[RECORDS FOR PROCESSING Boundary: Start]

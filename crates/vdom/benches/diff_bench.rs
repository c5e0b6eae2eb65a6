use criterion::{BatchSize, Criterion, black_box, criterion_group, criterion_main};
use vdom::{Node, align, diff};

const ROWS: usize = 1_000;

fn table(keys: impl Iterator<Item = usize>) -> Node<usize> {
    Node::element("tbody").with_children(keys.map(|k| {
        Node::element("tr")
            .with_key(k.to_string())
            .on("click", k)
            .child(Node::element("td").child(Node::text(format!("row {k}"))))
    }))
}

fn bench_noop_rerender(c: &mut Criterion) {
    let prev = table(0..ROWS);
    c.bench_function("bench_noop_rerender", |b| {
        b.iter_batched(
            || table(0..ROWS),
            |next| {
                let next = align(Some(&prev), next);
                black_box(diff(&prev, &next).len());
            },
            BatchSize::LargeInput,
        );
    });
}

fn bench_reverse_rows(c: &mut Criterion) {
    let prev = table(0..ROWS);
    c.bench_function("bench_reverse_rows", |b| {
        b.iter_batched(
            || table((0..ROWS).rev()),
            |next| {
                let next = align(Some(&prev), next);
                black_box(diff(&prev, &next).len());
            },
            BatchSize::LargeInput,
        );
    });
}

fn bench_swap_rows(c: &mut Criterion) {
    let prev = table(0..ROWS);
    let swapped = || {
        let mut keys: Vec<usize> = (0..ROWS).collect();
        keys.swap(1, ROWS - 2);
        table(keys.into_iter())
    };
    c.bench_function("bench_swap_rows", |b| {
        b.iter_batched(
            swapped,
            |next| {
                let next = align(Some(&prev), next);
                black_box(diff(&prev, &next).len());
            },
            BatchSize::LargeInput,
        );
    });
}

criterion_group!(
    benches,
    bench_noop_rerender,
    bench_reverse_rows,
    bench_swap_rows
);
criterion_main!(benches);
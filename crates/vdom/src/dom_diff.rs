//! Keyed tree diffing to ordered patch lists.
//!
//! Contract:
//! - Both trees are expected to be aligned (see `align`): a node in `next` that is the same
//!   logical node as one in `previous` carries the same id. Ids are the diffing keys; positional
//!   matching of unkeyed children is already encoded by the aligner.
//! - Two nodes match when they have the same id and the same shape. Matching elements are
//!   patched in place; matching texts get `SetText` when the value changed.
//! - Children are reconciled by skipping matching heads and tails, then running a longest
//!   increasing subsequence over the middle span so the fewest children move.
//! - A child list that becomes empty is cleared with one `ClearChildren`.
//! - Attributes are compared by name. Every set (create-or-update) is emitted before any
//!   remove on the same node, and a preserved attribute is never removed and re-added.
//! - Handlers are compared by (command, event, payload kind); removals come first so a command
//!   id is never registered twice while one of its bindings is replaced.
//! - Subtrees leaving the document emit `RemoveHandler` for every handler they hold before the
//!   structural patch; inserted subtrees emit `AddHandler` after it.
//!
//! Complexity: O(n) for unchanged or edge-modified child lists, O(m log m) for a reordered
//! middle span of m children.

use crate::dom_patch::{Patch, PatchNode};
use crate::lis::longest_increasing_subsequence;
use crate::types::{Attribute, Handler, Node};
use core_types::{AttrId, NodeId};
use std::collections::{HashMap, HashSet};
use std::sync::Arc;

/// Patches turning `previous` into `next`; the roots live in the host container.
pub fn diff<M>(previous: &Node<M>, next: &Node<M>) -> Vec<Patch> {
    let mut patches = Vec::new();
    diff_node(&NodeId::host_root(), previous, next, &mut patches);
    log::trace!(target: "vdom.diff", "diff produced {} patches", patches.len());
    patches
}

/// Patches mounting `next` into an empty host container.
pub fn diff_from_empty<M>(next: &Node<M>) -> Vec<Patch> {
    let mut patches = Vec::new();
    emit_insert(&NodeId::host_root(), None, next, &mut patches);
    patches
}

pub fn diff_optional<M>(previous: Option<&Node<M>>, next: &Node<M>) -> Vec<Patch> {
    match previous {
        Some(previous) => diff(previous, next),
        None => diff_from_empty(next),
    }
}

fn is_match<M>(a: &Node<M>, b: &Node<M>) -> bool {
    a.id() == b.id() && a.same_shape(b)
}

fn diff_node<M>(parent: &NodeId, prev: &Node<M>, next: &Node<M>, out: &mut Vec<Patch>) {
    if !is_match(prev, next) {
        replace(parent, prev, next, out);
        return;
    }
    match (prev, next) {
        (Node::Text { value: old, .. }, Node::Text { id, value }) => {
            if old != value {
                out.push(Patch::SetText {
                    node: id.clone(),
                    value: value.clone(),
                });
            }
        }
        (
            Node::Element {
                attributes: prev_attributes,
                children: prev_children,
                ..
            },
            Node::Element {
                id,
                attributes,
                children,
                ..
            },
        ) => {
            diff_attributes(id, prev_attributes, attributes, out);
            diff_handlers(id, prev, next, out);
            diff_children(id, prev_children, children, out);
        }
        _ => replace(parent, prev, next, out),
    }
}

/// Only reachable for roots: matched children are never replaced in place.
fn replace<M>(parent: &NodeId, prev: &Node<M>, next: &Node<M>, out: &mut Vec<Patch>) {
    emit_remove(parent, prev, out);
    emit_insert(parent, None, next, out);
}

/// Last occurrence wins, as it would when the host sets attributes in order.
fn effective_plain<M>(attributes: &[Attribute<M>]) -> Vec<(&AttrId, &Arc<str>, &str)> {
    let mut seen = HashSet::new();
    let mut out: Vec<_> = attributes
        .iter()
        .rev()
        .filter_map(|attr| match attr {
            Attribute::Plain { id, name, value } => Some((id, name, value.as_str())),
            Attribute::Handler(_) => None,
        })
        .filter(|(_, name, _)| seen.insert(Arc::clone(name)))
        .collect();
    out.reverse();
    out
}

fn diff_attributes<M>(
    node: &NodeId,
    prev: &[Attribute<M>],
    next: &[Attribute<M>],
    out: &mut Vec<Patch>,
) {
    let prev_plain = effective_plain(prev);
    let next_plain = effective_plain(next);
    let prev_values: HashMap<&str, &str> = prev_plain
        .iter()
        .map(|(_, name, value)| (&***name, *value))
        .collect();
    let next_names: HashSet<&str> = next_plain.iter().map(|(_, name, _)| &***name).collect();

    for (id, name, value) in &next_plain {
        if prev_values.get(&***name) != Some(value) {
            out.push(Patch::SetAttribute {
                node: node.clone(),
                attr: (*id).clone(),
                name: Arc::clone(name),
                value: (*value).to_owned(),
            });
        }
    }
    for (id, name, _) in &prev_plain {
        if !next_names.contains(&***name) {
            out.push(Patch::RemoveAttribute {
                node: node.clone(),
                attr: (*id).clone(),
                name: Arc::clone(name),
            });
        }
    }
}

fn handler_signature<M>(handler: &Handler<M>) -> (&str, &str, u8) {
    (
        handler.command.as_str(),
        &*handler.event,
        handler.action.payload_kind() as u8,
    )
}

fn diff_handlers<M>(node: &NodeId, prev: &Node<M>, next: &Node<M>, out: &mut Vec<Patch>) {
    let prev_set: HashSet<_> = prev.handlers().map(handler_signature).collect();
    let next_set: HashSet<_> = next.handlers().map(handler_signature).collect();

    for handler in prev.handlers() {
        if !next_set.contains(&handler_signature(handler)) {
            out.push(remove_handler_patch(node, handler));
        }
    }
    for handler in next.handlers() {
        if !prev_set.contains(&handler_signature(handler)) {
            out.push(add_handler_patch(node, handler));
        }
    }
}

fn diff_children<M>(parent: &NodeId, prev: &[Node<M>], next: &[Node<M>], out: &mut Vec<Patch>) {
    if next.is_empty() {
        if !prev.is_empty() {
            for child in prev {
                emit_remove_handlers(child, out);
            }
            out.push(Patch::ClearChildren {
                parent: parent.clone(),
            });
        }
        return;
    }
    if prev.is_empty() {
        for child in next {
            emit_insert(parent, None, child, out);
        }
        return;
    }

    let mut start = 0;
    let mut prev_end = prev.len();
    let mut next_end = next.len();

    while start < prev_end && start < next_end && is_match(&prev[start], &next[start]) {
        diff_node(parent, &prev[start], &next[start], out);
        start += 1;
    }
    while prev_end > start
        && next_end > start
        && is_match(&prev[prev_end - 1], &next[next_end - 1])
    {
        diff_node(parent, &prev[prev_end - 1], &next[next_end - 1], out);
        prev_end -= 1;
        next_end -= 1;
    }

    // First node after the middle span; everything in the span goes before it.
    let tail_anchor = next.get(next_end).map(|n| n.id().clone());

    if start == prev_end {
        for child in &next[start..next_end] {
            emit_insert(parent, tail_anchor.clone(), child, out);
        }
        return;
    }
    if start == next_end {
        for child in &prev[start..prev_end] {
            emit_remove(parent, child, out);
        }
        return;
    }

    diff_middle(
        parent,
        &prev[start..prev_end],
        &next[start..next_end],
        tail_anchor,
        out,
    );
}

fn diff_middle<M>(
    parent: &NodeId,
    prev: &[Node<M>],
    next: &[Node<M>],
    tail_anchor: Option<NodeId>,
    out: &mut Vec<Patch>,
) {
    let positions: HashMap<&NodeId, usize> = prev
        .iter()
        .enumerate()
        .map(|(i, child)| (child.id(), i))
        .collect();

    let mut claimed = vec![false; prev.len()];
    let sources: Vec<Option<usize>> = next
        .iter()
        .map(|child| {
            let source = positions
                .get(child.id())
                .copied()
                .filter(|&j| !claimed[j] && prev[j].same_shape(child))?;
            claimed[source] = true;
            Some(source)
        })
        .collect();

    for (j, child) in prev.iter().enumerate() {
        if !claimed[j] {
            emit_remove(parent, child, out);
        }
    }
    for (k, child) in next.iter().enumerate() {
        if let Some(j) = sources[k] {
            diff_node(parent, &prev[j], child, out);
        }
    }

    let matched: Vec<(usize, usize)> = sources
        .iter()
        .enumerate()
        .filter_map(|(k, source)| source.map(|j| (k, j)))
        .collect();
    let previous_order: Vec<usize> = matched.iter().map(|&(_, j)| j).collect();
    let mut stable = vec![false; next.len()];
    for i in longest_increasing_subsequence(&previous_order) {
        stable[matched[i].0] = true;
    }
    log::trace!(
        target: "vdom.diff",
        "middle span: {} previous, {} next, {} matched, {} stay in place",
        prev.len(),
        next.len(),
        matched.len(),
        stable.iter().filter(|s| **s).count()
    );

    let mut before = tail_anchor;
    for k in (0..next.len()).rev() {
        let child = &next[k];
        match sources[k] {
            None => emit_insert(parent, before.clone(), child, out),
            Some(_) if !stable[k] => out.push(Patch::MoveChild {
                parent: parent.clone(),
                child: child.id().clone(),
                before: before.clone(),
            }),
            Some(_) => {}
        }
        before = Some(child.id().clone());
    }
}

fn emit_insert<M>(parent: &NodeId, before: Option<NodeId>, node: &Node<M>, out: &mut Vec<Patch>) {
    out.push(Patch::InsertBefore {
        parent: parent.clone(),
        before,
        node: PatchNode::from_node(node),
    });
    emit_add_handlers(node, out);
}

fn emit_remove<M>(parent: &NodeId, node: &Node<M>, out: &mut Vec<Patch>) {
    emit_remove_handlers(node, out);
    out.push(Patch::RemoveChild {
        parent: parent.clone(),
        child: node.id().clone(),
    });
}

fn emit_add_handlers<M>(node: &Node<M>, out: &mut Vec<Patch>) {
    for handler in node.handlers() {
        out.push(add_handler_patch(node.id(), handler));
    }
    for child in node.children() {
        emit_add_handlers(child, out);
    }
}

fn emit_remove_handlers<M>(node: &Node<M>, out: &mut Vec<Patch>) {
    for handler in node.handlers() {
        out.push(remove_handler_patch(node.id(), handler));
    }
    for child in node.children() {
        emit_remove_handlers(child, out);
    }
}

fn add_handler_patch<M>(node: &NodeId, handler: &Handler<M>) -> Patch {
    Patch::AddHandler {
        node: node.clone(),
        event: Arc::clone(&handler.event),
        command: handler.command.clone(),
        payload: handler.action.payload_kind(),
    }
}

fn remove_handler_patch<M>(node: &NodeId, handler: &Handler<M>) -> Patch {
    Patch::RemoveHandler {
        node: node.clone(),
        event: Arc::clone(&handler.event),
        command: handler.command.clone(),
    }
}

[RECORDS FOR PROCESSING Boundary: End]

▶ [AIM OF THE TASK]: A single number is the whole answer: please count how many lines of the records above include the string "HashSet".

▶ [SOLUTION FOR THIS EXERCISE]: 5